Ihr Lieben, wir posten ja immer wieder über unsere Facebook-Seite Archiv-Artikel – und so auch neulich die Geschichte von Till, der einen Gendefekt hat, den es weltweit nur 150 Mal gibt. Viele von Euch haben uns geschrieben und wollten wissen, wie es der Familie geht. Also haben wir mal nachgehakt…
Liebe Katrin, wir haben vor einem Jahr schon mal über Deinen Sohn Till, der einen ganz seltenen Gendefekt hat, berichtet. Heute ist er 3,5 Jahre alt. Erzähl doch mal, wie es ihm heute geht.
Till hat sich wunderbar entwickelt. Es geht ihm sehr gut. Er kann ganz alleine laufen und ist so stolz darauf.
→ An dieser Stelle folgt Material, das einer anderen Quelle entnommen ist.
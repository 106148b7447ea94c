//! UO Mod OCR
//!
//! Command-line front end: reads OCR text of an item tooltip and prints the
//! extracted modifiers and suggested item name as JSON.

mod cli;

use anyhow::{bail, Context, Result};
use clap::Parser;
use serde::Serialize;
use std::fs::OpenOptions;
use std::io::Read;
use std::path::Path;
use std::sync::Mutex;
use tracing_subscriber::fmt::time::ChronoLocal;
use tracing_subscriber::prelude::*;
use tracing_subscriber::{fmt, EnvFilter};

use uo_mod_ocr::export::{csv_writer, AnalyzedItem};
use uo_mod_ocr::naming::{confidence_report, should_auto_fill, EstimationTrace};
use uo_mod_ocr::{
    paths, validate_configuration, AnalysisConfig, AnalysisConfigPatch, ModEntry,
    NameEstimation, OcrAnalyzer,
};

use cli::{Cli, Commands};

#[derive(Serialize)]
struct AnalyzeOutput {
    modifiers: Vec<ModEntry>,
    estimation: NameEstimation,
    auto_fill: bool,
    #[serde(skip_serializing_if = "Option::is_none")]
    rejections: Option<Vec<RejectionOutput>>,
    #[serde(skip_serializing_if = "Option::is_none")]
    trace: Option<EstimationTrace>,
    #[serde(skip_serializing_if = "Option::is_none")]
    confidence_report: Option<String>,
}

#[derive(Serialize)]
struct RejectionOutput {
    entry: ModEntry,
    reasons: Vec<String>,
}

/// Console goes to stderr so stdout stays pure JSON; the log file is appended.
fn init_logging() {
    let filter = EnvFilter::try_from_default_env().unwrap_or_else(|_| EnvFilter::new("info"));
    let timer = ChronoLocal::new("%H:%M:%S%.3f".to_string());

    let file_layer = paths::ensure_directories()
        .ok()
        .and_then(|_| {
            OpenOptions::new()
                .create(true)
                .append(true)
                .open(paths::get_log_file())
                .ok()
        })
        .map(|file| {
            fmt::layer()
                .with_ansi(false)
                .with_timer(timer.clone())
                .with_writer(Mutex::new(file))
        });

    tracing_subscriber::registry()
        .with(filter)
        .with(
            fmt::layer()
                .with_writer(std::io::stderr)
                .with_timer(timer),
        )
        .with(file_layer)
        .init();
}

fn read_input(input: &str) -> Result<String> {
    if input == "-" {
        let mut text = String::new();
        std::io::stdin()
            .read_to_string(&mut text)
            .context("Failed to read stdin")?;
        return Ok(text);
    }
    std::fs::read_to_string(input).with_context(|| format!("Failed to read input: {}", input))
}

fn resolve_config(config: Option<&Path>, permissive: bool) -> Result<AnalysisConfig> {
    match config {
        Some(path) => AnalysisConfig::load_strict(path),
        None if permissive => Ok(AnalysisConfig::permissive()),
        None => Ok(AnalysisConfig::load(&paths::get_config_path())),
    }
}

fn analyze(
    input: &str,
    config: Option<&Path>,
    no_domain_filter: bool,
    permissive: bool,
    explain: bool,
    csv: Option<&Path>,
) -> Result<()> {
    let config = resolve_config(config, permissive)?;
    let validation = validate_configuration(&config);
    for error in &validation.errors {
        tracing::warn!("{}", error);
    }

    let mut analyzer = OcrAnalyzer::new(config);
    if no_domain_filter {
        analyzer.update_config(AnalysisConfigPatch {
            apply_domain_filter: Some(false),
            ..Default::default()
        });
    }

    let text = read_input(input)?;
    let report = analyzer.extract_with_report(&text);
    let trace = analyzer.trace_item_name(&text, &report.accepted);
    let estimation = trace.estimation.clone();
    tracing::info!(
        "Analyzed {}: {} modifiers, name \"{}\" ({:.2}, {})",
        input,
        report.accepted.len(),
        estimation.suggested_name,
        estimation.confidence,
        estimation.source
    );

    if let Some(csv_path) = csv {
        let item = AnalyzedItem::new(
            estimation.suggested_name.clone(),
            report.accepted.clone(),
            text.clone(),
            estimation.confidence,
        );
        csv_writer::init_csv(csv_path)?;
        csv_writer::append_item(csv_path, &item)?;
        tracing::info!("Appended {} to {}", item.id, csv_path.display());
    }

    let output = AnalyzeOutput {
        auto_fill: should_auto_fill(&estimation),
        rejections: explain.then(|| {
            report
                .rejected
                .iter()
                .map(|r| RejectionOutput {
                    entry: r.entry.clone(),
                    reasons: r.reasons(),
                })
                .collect()
        }),
        confidence_report: explain
            .then(|| confidence_report(std::slice::from_ref(&trace.breakdown))),
        trace: explain.then_some(trace),
        modifiers: report.accepted,
        estimation,
    };

    let json = serde_json::to_string_pretty(&output).context("Failed to serialize result")?;
    println!("{}", json);
    Ok(())
}

fn validate_config_file(path: &Path) -> Result<()> {
    let config = AnalysisConfig::load_strict(path)?;
    let validation = validate_configuration(&config);
    if !validation.is_valid {
        for error in &validation.errors {
            eprintln!("{}", error);
        }
        bail!("{} invalid pattern(s) in {}", validation.errors.len(), path.display());
    }
    println!("{} is valid", path.display());
    Ok(())
}

fn main() -> Result<()> {
    let cli = Cli::parse();
    init_logging();

    match cli.command {
        Commands::Analyze {
            input,
            config,
            no_domain_filter,
            permissive,
            explain,
            csv,
        } => analyze(
            &input,
            config.as_deref(),
            no_domain_filter,
            permissive,
            explain,
            csv.as_deref(),
        ),
        Commands::ValidateConfig { path } => validate_config_file(&path),
        Commands::DefaultConfig { permissive } => {
            let config = if permissive {
                AnalysisConfig::permissive()
            } else {
                AnalysisConfig::default()
            };
            let json = serde_json::to_string_pretty(&config).context("Failed to serialize config")?;
            println!("{}", json);
            Ok(())
        }
    }
}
Und wir natürlich auch. Er läuft nicht so sicher und schnell wie andere Kinder, aber er kann auch kleine Spaziergänge komplett alleine laufen und auch beim Treppensteigen braucht er nur noch eine Hand zur Unterstützung. Er hat eine Brille, da er stark kurzsichtig ist. Seit er die Brille hat, benutzt er die Augen und schaut seine Umwelt und sein Gegenüber an. Er interessiert sich für alles und er kann stundenlang Dinge untersuchen und betrachten. Seine Koordination ist, auch durch die Brille, viel besser geworden. Er liebt es Bälle zu kicken.
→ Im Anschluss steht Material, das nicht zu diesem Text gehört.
use std::path::PathBuf;
use std::sync::OnceLock;

static EXE_DIR: OnceLock<PathBuf> = OnceLock::new();

const CONFIG_FILE: &str = "config.json";

/// Returns the directory containing the executable.
pub fn get_exe_dir() -> &'static PathBuf {
    EXE_DIR.get_or_init(|| {
        std::env::current_exe()
            .ok()
            .and_then(|p| p.parent().map(|p| p.to_path_buf()))
            .unwrap_or_else(|| PathBuf::from("."))
    })
}

/// Returns the logs directory: `<exe_dir>/logs/`
pub fn get_logs_dir() -> PathBuf {
    get_exe_dir().join("logs")
}

/// Returns the log file: `<exe_dir>/logs/uo_mod_ocr.log`
pub fn get_log_file() -> PathBuf {
    get_logs_dir().join("uo_mod_ocr.log")
}

/// Returns the config file path.
///
/// `<exe_dir>/config.json` if present, otherwise
/// `<user config dir>/uo-mod-ocr/config.json`.
pub fn get_config_path() -> PathBuf {
    let local = get_exe_dir().join(CONFIG_FILE);
    if local.exists() {
        return local;
    }
    dirs::config_dir()
        .map(|dir| dir.join("uo-mod-ocr").join(CONFIG_FILE))
        .unwrap_or(local)
}

/// Ensures all output directories exist. Call at startup.
pub fn ensure_directories() -> std::io::Result<()> {
    std::fs::create_dir_all(get_logs_dir())?;
    Ok(())
}
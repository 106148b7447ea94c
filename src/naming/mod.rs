//! Item name estimation.
//!
//! Picks the first usable name candidate from the OCR text and scores it, or
//! manufactures a timestamped fallback name when no line qualifies.

pub mod confidence;
pub mod estimator;

pub use confidence::{
    confidence_report, select_best, select_best_breakdown, Adjustment, AdjustmentKind,
    ConfidenceBreakdown,
};
pub use estimator::{
    should_auto_fill, source_priority, CandidateVerdict, EstimationTrace, ItemNameEstimator,
    AUTO_FILL_THRESHOLD, MIN_CONFIDENCE,
};

use serde::{Deserialize, Serialize};
use std::fmt;

/// Where a suggested name came from.
#[derive(Debug, Clone, Copy, PartialEq, Eq, Serialize, Deserialize)]
#[serde(rename_all = "snake_case")]
pub enum EstimationSource {
    /// A line of the OCR text
    Ocr,
    /// Synthesized from the modifier count and a timestamp
    Fallback,
}

impl fmt::Display for EstimationSource {
    fn fmt(&self, f: &mut fmt::Formatter<'_>) -> fmt::Result {
        match self {
            EstimationSource::Ocr => write!(f, "ocr"),
            EstimationSource::Fallback => write!(f, "fallback"),
        }
    }
}

/// The externally consumed name suggestion.
#[derive(Debug, Clone, PartialEq, Serialize, Deserialize)]
pub struct NameEstimation {
    pub suggested_name: String,
    /// Heuristic trust in the name, 0.0 to 1.0
    pub confidence: f64,
    pub source: EstimationSource,
}
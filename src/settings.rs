//! Engine settings
//!
//! `defaults/mx.default.toml` is embedded into the crate so that the documented
//! defaults and runtime behavior stay in sync. Callers layer their own files and
//! overrides on top of it via [`Loader`] before deserializing into [`EngineConfig`].
//!
//! A configuration is immutable once an engine is built from it. Every check in
//! [`EngineConfig::validate`] runs before a single character is consumed.

use config::builder::DefaultState;
use config::{Config, ConfigBuilder, File, FileFormat, ValueKind};
use serde::Deserialize;
use std::fmt;
use std::path::{Path, PathBuf};

const DEFAULT_TOML: &str = include_str!("../defaults/mx.default.toml");

pub const DEFAULT_ESCAPE: char = '\\';
pub const DEFAULT_QUOTE: char = '`';
pub const DEFAULT_GROUP_OPEN: char = '{';
pub const DEFAULT_GROUP_CLOSE: char = '}';

pub const DEFAULT_MACRO_BUFFER_CAPACITY: usize = 64 * 1024;
pub const DEFAULT_EXPANSION_BUFFER_CAPACITY: usize = 64 * 1024;
pub const DEFAULT_MAX_DEPTH: usize = 64;

/// Smallest macro buffer a configuration may ask for.
pub const MIN_MACRO_BUFFER_CAPACITY: usize = 64;
/// Smallest expansion buffer a configuration may ask for.
pub const MIN_EXPANSION_BUFFER_CAPACITY: usize = 64;

/// Everything an engine instance needs to know before expansion starts.
#[derive(Debug, Clone, PartialEq, Eq, Deserialize)]
pub struct EngineConfig {
    pub characters: CharacterConfig,
    pub limits: LimitsConfig,
    #[serde(default)]
    pub include: IncludeConfig,
}

/// The four distinguished characters of the command syntax.
#[derive(Debug, Clone, Copy, PartialEq, Eq, Deserialize)]
pub struct CharacterConfig {
    pub escape: char,
    pub quote: char,
    pub group_open: char,
    pub group_close: char,
}

#[derive(Debug, Clone, Copy, PartialEq, Eq, Deserialize)]
pub struct LimitsConfig {
    pub macro_buffer_capacity: usize,
    pub expansion_buffer_capacity: usize,
    pub max_depth: usize,
}

/// Ordered include search path. No directory is searched implicitly.
#[derive(Debug, Clone, Default, PartialEq, Eq, Deserialize)]
pub struct IncludeConfig {
    #[serde(default)]
    pub paths: Vec<PathBuf>,
}

impl Default for CharacterConfig {
    fn default() -> Self {
        Self {
            escape: DEFAULT_ESCAPE,
            quote: DEFAULT_QUOTE,
            group_open: DEFAULT_GROUP_OPEN,
            group_close: DEFAULT_GROUP_CLOSE,
        }
    }
}

impl Default for LimitsConfig {
    fn default() -> Self {
        Self {
            macro_buffer_capacity: DEFAULT_MACRO_BUFFER_CAPACITY,
            expansion_buffer_capacity: DEFAULT_EXPANSION_BUFFER_CAPACITY,
            max_depth: DEFAULT_MAX_DEPTH,
        }
    }
}

impl Default for EngineConfig {
    fn default() -> Self {
        Self {
            characters: CharacterConfig::default(),
            limits: LimitsConfig::default(),
            include: IncludeConfig::default(),
        }
    }
}

impl EngineConfig {
    /// Append a directory to the end of the include search path.
    pub fn with_include_path(mut self, dir: impl Into<PathBuf>) -> Self {
        self.include.paths.push(dir.into());
        self
    }

    pub fn with_characters(mut self, characters: CharacterConfig) -> Self {
        self.characters = characters;
        self
    }

    pub fn with_limits(mut self, limits: LimitsConfig) -> Self {
        self.limits = limits;
        self
    }

    /// Reject configurations the engine cannot run with.
    pub fn validate(&self) -> Result<(), ConfigError> {
        let c = &self.characters;
        let named = [
            ("escape", c.escape),
            ("quote", c.quote),
            ("group-open", c.group_open),
            ("group-close", c.group_close),
        ];

        for (role, ch) in named {
            if ch.is_whitespace() || ch.is_alphanumeric() || ch == '_' {
                return Err(ConfigError::InvalidSpecialCharacter { role, ch });
            }
        }

        for (i, &(first, a)) in named.iter().enumerate() {
            if let Some(&(second, _)) = named[i + 1..].iter().find(|&&(_, b)| b == a) {
                return Err(ConfigError::DuplicateSpecialCharacter {
                    ch: a,
                    first,
                    second,
                });
            }
        }

        let limits = &self.limits;
        if limits.macro_buffer_capacity < MIN_MACRO_BUFFER_CAPACITY {
            return Err(ConfigError::BufferTooSmall {
                buffer: "macro",
                requested: limits.macro_buffer_capacity,
                minimum: MIN_MACRO_BUFFER_CAPACITY,
            });
        }
        if limits.expansion_buffer_capacity < MIN_EXPANSION_BUFFER_CAPACITY {
            return Err(ConfigError::BufferTooSmall {
                buffer: "expansion",
                requested: limits.expansion_buffer_capacity,
                minimum: MIN_EXPANSION_BUFFER_CAPACITY,
            });
        }
        if limits.max_depth == 0 {
            return Err(ConfigError::DepthTooSmall);
        }

        Ok(())
    }
}

/// Configuration problems, all reported before expansion begins.
#[derive(Debug)]
pub enum ConfigError {
    DuplicateSpecialCharacter {
        ch: char,
        first: &'static str,
        second: &'static str,
    },
    InvalidSpecialCharacter {
        role: &'static str,
        ch: char,
    },
    BufferTooSmall {
        buffer: &'static str,
        requested: usize,
        minimum: usize,
    },
    DepthTooSmall,
    Load(config::ConfigError),
}

impl fmt::Display for ConfigError {
    fn fmt(&self, f: &mut fmt::Formatter<'_>) -> fmt::Result {
        match self {
            ConfigError::DuplicateSpecialCharacter { ch, first, second } => write!(
                f,
                "'{}' is configured as both the {} and the {} character",
                ch, first, second
            ),
            ConfigError::InvalidSpecialCharacter { role, ch } => write!(
                f,
                "{:?} cannot be used as the {} character",
                ch, role
            ),
            ConfigError::BufferTooSmall {
                buffer,
                requested,
                minimum,
            } => write!(
                f,
                "{} buffer capacity {} is below the minimum of {}",
                buffer, requested, minimum
            ),
            ConfigError::DepthTooSmall => write!(f, "maximum expansion depth must be at least 1"),
            ConfigError::Load(e) => write!(f, "failed to load configuration: {}", e),
        }
    }
}

impl std::error::Error for ConfigError {
    fn source(&self) -> Option<&(dyn std::error::Error + 'static)> {
        match self {
            ConfigError::Load(e) => Some(e),
            _ => None,
        }
    }
}

impl From<config::ConfigError> for ConfigError {
    fn from(e: config::ConfigError) -> Self {
        ConfigError::Load(e)
    }
}

/// Helper for layering user overrides over the built-in defaults.
#[derive(Debug, Clone)]
pub struct Loader {
    builder: ConfigBuilder<DefaultState>,
}

impl Loader {
    /// Start a loader seeded with the embedded defaults.
    pub fn new() -> Self {
        let builder = Config::builder().add_source(File::from_str(DEFAULT_TOML, FileFormat::Toml));
        Self { builder }
    }

    /// Layer a configuration file. Missing files trigger an error.
    pub fn with_file(mut self, path: impl AsRef<Path>) -> Self {
        let source = File::from(path.as_ref())
            .format(FileFormat::Toml)
            .required(true);
        self.builder = self.builder.add_source(source);
        self
    }

    /// Apply a single key/value override (used for command-line flags).
    pub fn set_override<I>(mut self, key: &str, value: I) -> Result<Self, ConfigError>
    where
        I: Into<ValueKind>,
    {
        self.builder = self.builder.set_override(key, value)?;
        Ok(self)
    }

    /// Finalize, deserialize and validate the configuration.
    pub fn build(self) -> Result<EngineConfig, ConfigError> {
        let config: EngineConfig = self.builder.build()?.try_deserialize()?;
        config.validate()?;
        Ok(config)
    }
}

impl Default for Loader {
    fn default() -> Self {
        Self::new()
    }
}

/// Convenience helper for callers that only need the defaults.
pub fn load_defaults() -> Result<EngineConfig, ConfigError> {
    Loader::new().build()
}

#[cfg(test)]
mod tests {
    use super::*;

    #[test]
    fn embedded_defaults_match_constants() {
        let config = load_defaults().expect("defaults to deserialize");
        assert_eq!(config, EngineConfig::default());
    }

    #[test]
    fn supports_overrides() {
        let config = Loader::new()
            .set_override("characters.escape", "@")
            .expect("override to apply")
            .set_override("limits.max_depth", 8i64)
            .expect("override to apply")
            .build()
            .expect("config to build");
        assert_eq!(config.characters.escape, '@');
        assert_eq!(config.limits.max_depth, 8);
    }

    #[test]
    fn rejects_duplicate_special_characters() {
        let config = EngineConfig::default().with_characters(CharacterConfig {
            quote: '{',
            ..CharacterConfig::default()
        });
        match config.validate() {
            Err(ConfigError::DuplicateSpecialCharacter { ch, first, second }) => {
                assert_eq!(ch, '{');
                assert_eq!(first, "quote");
                assert_eq!(second, "group-open");
            }
            other => panic!("expected duplicate error, got {:?}", other),
        }
    }

    #[test]
    fn rejects_name_and_whitespace_characters() {
        for bad in ['a', '7', '_', ' ', '\n'] {
            let config = EngineConfig::default().with_characters(CharacterConfig {
                escape: bad,
                ..CharacterConfig::default()
            });
            assert!(matches!(
                config.validate(),
                Err(ConfigError::InvalidSpecialCharacter { role: "escape", .. })
            ));
        }
    }

    #[test]
    fn rejects_buffers_below_minimum() {
        let config = EngineConfig::default().with_limits(LimitsConfig {
            expansion_buffer_capacity: MIN_EXPANSION_BUFFER_CAPACITY - 1,
            ..LimitsConfig::default()
        });
        assert!(matches!(
            config.validate(),
            Err(ConfigError::BufferTooSmall {
                buffer: "expansion",
                ..
            })
        ));

        let config = EngineConfig::default().with_limits(LimitsConfig {
            max_depth: 0,
            ..LimitsConfig::default()
        });
        assert!(matches!(config.validate(), Err(ConfigError::DepthTooSmall)));
    }

    #[test]
    fn build_validates_layered_values() {
        let result = Loader::new()
            .set_override("limits.macro_buffer_capacity", 1i64)
            .expect("override to apply")
            .build();
        assert!(matches!(result, Err(ConfigError::BufferTooSmall { .. })));
    }
}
Essen und trinken kann er zwar nicht alleine, aber zumindest nimmt er mittlerweile kleine Stücke Brezel selbst in die Hand und steckt sie sich in den Mund. Till versteht alles, was wir sagen. Er spricht nach wie vor nicht, aber seit ein paar Tagen nickt er, wenn er „Ja“ sagen will und er schüttelt den Kopf bei „Nein“. Manchmal unterstützt mit Lauten wie „nei, nei“. Das erleichtert die Kommunikation ungemein. Früher ist er ausgeflippt, wenn er etwas nicht wollte, heute schüttelt er nur den Kopf. Und wir akzeptieren das dann natürlich. Zumindest, wenn es nicht darum geht, Medikamente zu nehmen oder Zähne zu putzen. Till erzählt sehr viel in seiner Sprache. Manchmal bin ich „Mamamam“. Wir sind also zuversichtlich was das Sprechen angeht.
Till geht ja auch in eine Kinderkrippe. Wie gefällt es ihm dort?
Till liebt die Krippe. Wir haben das große Glück, dass er mit einer Ausnahmeregelung noch bis nächsten Sommer in dieser Einrichtung bleiben kann, obwohl er im Januar schon vier Jahre alt wird. Er hat einen Integrationsplatz in einer städtischen Einrichtung und das Personal dort ist ganz wunderbar. Sie gehen auf seine Bedürfnisse ein ohne ihn in Watte zu packen. Er hat einen Individualbegleiter, der ihn im Krippenalltag unterstützt und es ihm ermöglicht, an allen Aktivitäten teilzunehmen. Till mag die anderen Kinder und er profitiert sehr davon, mit gesunden Kindern zusammen zu sein. Er will alles können, was die anderen auch machen und schaut sich viel ab. Er hat zwar noch keine richtigen Freunde, aber es gibt Kinder, mit denen er lieber spielt und wenn er morgens ankommt, ist immer ein Kind da, das ihm sein Lieblingsspielzeug bringt und ihn in Empfang nimmt.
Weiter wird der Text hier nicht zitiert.